O sociólogo demonstrou preocupação com a vitalidade da esquerda brasileira diante deste cenário. "Não estou a ver a vitalidade da esquerda para enfrentar este grande desafio", disse, acrescentando que observa a construção de uma narrativa para enfraquecer Lula, similar à que foi utilizada contra o presidente norte-americano Joe Biden, associando-o à falta de capacidade mental. Segundo Boaventura, essa estratégia foi evidenciada em um artigo recente da jornalista Mônica Bergamo, que teria sugerido que Lula estaria "desconectado da realidade" diante de sua queda de popularidade. "Podemos estar a criar uma ideia de que Lula não tem condições para se recandidatar", alertou.

A relação dos Estados Unidos com a esquerda latino-americana também foi um ponto abordado na entrevista.
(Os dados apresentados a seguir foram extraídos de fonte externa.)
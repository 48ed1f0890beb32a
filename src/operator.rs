//! Copyright © 2025-2026 Wenze Wei. All Rights Reserved.
//!
//! This file is part of Zest.
//! The Zest project belongs to the Dunimd Team.
//!
//! Licensed under the Apache License, Version 2.0 (the "License");
//! You may not use this file except in compliance with the License.
//! You may obtain a copy of the License at
//!
//!     http://www.apache.org/licenses/LICENSE-2.0
//!
//! Unless required by applicable law or agreed to in writing, software
//! distributed under the License is distributed on an "AS IS" BASIS,
//! WITHOUT WARRANTIES OR CONDITIONS OF ANY KIND, either express or implied.
//! See the License for the specific language governing permissions and
//! limitations under the License.

//! # Zest Operator Module
//!
//! Operators are the steps of a Zest pipeline. Each one receives the whole
//! item batch and returns it rewritten. Unlike general record pipelines, a
//! Zest operator must return exactly the items it received, in the same
//! order: the pipeline rewrites rows, it never inserts or deletes them.
//!
//! ```rust
//! use zest::operator::ZeOperator;
//! use zest::record::ZeItemBatch;
//! use zest::errors::Result;
//!
//! #[derive(Debug)]
//! struct UppercaseNames;
//!
//! impl ZeOperator for UppercaseNames {
//!     fn name(&self) -> &'static str {
//!         "names.uppercase"
//!     }
//!
//!     fn apply(&self, mut batch: ZeItemBatch) -> Result<ZeItemBatch> {
//!         for item in &mut batch {
//!             item.name = item.name.to_uppercase();
//!         }
//!         Ok(batch)
//!     }
//! }
//! ```

use crate::errors::{Result, ZeError};
use crate::record::ZeItemBatch;

/// Contract every Zest operator fulfills.
///
/// Operators are stateless and deterministic: the same batch always yields
/// the same output, which is what makes a second run of a job a no-op.
pub trait ZeOperator: std::fmt::Debug {
    /// Unique, human-readable name used for registry lookup, logs and errors.
    fn name(&self) -> &'static str;

    /// Applies the operator to an incoming batch of items.
    fn apply(&self, batch: ZeItemBatch) -> Result<ZeItemBatch>;
}

/// Executes an operator, tagging any error with the operator name.
pub fn execute_operator(operator: &dyn ZeOperator, batch: ZeItemBatch) -> Result<ZeItemBatch> {
    let expected = batch.len();
    let output = operator
        .apply(batch)
        .map_err(|err| ZeError::operator(operator.name(), err.to_string()))?;
    if output.len() != expected {
        return Err(ZeError::operator(
            operator.name(),
            format!("returned {} items for a batch of {expected}", output.len()),
        ));
    }
    Ok(output)
}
Para Boaventura, um dos principais equívocos da esquerda brasileira foi acreditar que poderia contar com os Estados Unidos como um aliado. "A esquerda brasileira depois da ditadura foi muito irrealista em relação aos Estados Unidos", afirmou, lembrando o caso da espionagem da ex-presidente Dilma Rousseff pelo governo de Barack Obama. Ele ainda criticou a posição do Brasil em relação à Venezuela dentro do BRICS, considerando que o veto de Lula à entrada do país no bloco não trará benefícios ao Brasil. "Os Estados Unidos só têm um aliado: os seus próprios interesses", pontuou.
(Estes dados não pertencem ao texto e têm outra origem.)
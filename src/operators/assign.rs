//! Copyright © 2025-2026 Wenze Wei. All Rights Reserved.
//!
//! This file is part of Zest.
//! The Zest project belongs to the Dunimd Team.
//!
//! Licensed under the Apache License, Version 2.0 (the "License");
//! You may not use this file except in compliance with the License.
//! You may obtain a copy of the License at
//!
//!     http://www.apache.org/licenses/LICENSE-2.0
//!
//! Unless required by applicable law or agreed to in writing, software
//! distributed under the License is distributed on an "AS IS" BASIS,
//! WITHOUT WARRANTIES OR CONDITIONS OF ANY KIND, either express or implied.
//! See the License for the specific language governing permissions and
//! limitations under the License.

use std::collections::{HashMap, HashSet};

use serde::{Deserialize, Serialize};
use serde_json::Value;

use crate::errors::{Result, ZeError};
use crate::operator::ZeOperator;
use crate::record::ZeItemBatch;

/// A fixed description for one item id.
#[derive(Clone, Debug, PartialEq, Eq, Serialize, Deserialize)]
pub struct ZeAssignment {
    pub id: String,
    pub description: String,
}

impl ZeAssignment {
    pub fn new(id: impl Into<String>, description: impl Into<String>) -> Self {
        Self {
            id: id.into(),
            description: description.into(),
        }
    }
}

#[derive(Debug)]
struct _DescriptionsAssign {
    assignments: HashMap<String, String>,
}

impl ZeOperator for _DescriptionsAssign {
    fn name(&self) -> &'static str {
        "descriptions.assign"
    }

    fn apply(&self, mut batch: ZeItemBatch) -> Result<ZeItemBatch> {
        let mut seen = HashSet::new();
        for item in &mut batch {
            if let Some(description) = self.assignments.get(&item.id) {
                item.description = description.clone();
                seen.insert(item.id.clone());
            }
        }
        let mut missing = self
            .assignments
            .keys()
            .filter(|id| !seen.contains(id.as_str()))
            .collect::<Vec<_>>();
        missing.sort();
        for id in missing {
            log::warn!("descriptions.assign: no item with id '{id}'");
        }
        Ok(batch)
    }
}

/// Builds `descriptions.assign` from `{"assignments": [{"id", "description"}]}`.
/// Ids must be unique and descriptions non-empty.
pub fn descriptions_assign_factory(config: &Value) -> Result<Box<dyn ZeOperator + Send + Sync>> {
    let obj = config
        .as_object()
        .ok_or_else(|| ZeError::validation("descriptions.assign config must be object"))?;
    let list = obj
        .get("assignments")
        .ok_or_else(|| ZeError::validation("descriptions.assign requires array 'assignments'"))?;
    let list: Vec<ZeAssignment> = serde_json::from_value(list.clone()).map_err(|err| {
        ZeError::validation(format!("descriptions.assign 'assignments' invalid: {err}"))
    })?;

    let mut assignments = HashMap::with_capacity(list.len());
    for entry in list {
        let id = entry.id.trim().to_string();
        let description = entry.description.trim().to_string();
        if id.is_empty() || description.is_empty() {
            return Err(ZeError::validation(
                "descriptions.assign entries need a non-empty id and description",
            ));
        }
        if assignments.insert(id.clone(), description).is_some() {
            return Err(ZeError::validation(format!(
                "descriptions.assign lists id '{id}' twice"
            )));
        }
    }
    Ok(Box::new(_DescriptionsAssign { assignments }))
}

/// The sixteen regional descriptions of the `assign-descriptions` preset.
pub fn regional_descriptions() -> Vec<ZeAssignment> {
    [
        ("napolitana", "Fresh sardines, garlic, and parsley on a bed of tomato sauce, inspired by Jaffa's port."),
        ("pep_msh_pep", "A mix of spicy beef sausage, mushrooms, and peppers, reminiscent of Ramallah's bustling markets."),
        ("the_greek", "Kalamata olives, feta cheese, and oregano, celebrating the olive harvest season."),
        ("brie_carre", "Creamy Nablus cheese paired with sweet pears and a drizzle of honey."),
        ("calabrese", "Spicy beef salami with chili flakes and roasted red peppers, inspired by Akka's bold flavors."),
        ("ital_supr", "A grand assortment of beef pepperoni, sausage, mushrooms, onions, and peppers."),
        ("peppr_salami", "Three types of cured beef salami, seasoned with Jerusalem's spice blends."),
        ("prsc_argla", "Fresh arugula and cured beef strips on a white base, drizzled with olive oil."),
        ("sicilian", "Thick-crust square pizza with spicy tomato sauce, herbs, and olives."),
        ("soppressata", "Cured beef sausage with black pepper and garlic, a Hebron favorite."),
        ("spicy_ital", "Spicy beef sausage and hot peppers, bringing the heat of Ramallah's summers."),
        ("five_cheese", "A rich blend of Akawi, Nablus, Halloumi, Mozzarella, and Kashkaval cheeses."),
        ("four_cheese", "A creamy mix of local cheeses, topped with sesame seeds."),
        ("mexicana", "Spiced ground beef, corn, and peppers, seasoned with a Bedouin spice mix."),
        ("spin_pesto", "Green olive pesto base topped with sun-dried tomatoes and feta."),
        ("veggie_veg", "A colorful array of roasted zucchini, eggplant, peppers, and onions."),
    ]
    .iter()
    .map(|(id, description)| ZeAssignment::new(*id, *description))
    .collect()
}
A crise política nos Estados Unidos também foi um tema abordado por Boaventura, que considera o país "à beira de uma guerra civil". Ele afirmou que "uma percentagem significativa da população acredita que os problemas do país só se resolvem através de uma guerra civil interna" e que o sistema político norte-americano é, na realidade, controlado pelo chamado "Deep State", uma estrutura subterrânea de poder. Segundo ele, o ex-presidente Donald Trump "pode ser eliminado" caso ameace os interesses desse sistema. "No momento em que seja visto pelo Deep State que Trump está a pôr em causa o sistema, matam-no", afirmou, citando o assassinato de John F. Kennedy como um exemplo histórico da violência política norte-americana.

Na Europa, Boaventura de Sousa Santos destacou o crescimento da extrema-direita como um fenômeno impulsionado pela crise econômica e pela falta de alternativas para a população. "A extrema-direita cresce na Europa porque as pessoas estão em um profundo mal-estar social e econômico", disse. Para ele, os países europeus estão enfrentando um processo de declínio irreversível, agravado pelas sanções contra a Rússia e a dependência econômica dos Estados Unidos. "O dinheiro que vai para as armas não vai para a educação, não vai para o serviço nacional de saúde, não vai para as classes médias europeias", enfatizou.

Sobre a crise da esquerda global, Boaventura criticou a falta de um projeto alternativo ao capitalismo e a forma como as esquerdas foram cooptadas por ideias do próprio sistema. Ele defendeu que a esquerda precisa se reconectar com conceitos de "bem viver" e romper com a lógica do desenvolvimento baseado no consumo exacerbado. "O grande problema da esquerda é que é contra nós agora, contra a nossa maneira de pensar. O inimigo está cá dentro, nas subjetividades", afirmou.

Ao finalizar sua participação, Boaventura defendeu a necessidade de reinvenção da esquerda para enfrentar os desafios do século XXI e sugeriu um maior protagonismo dos movimentos sociais e das comunidades tradicionais. "A esquerda tem que buscar outros pensamentos. Os povos indígenas, os quilombolas, os movimentos sociais têm muito a nos ensinar. A crise ecológica, a crise social e a crise política só serão superadas com um novo paradigma de sociedade".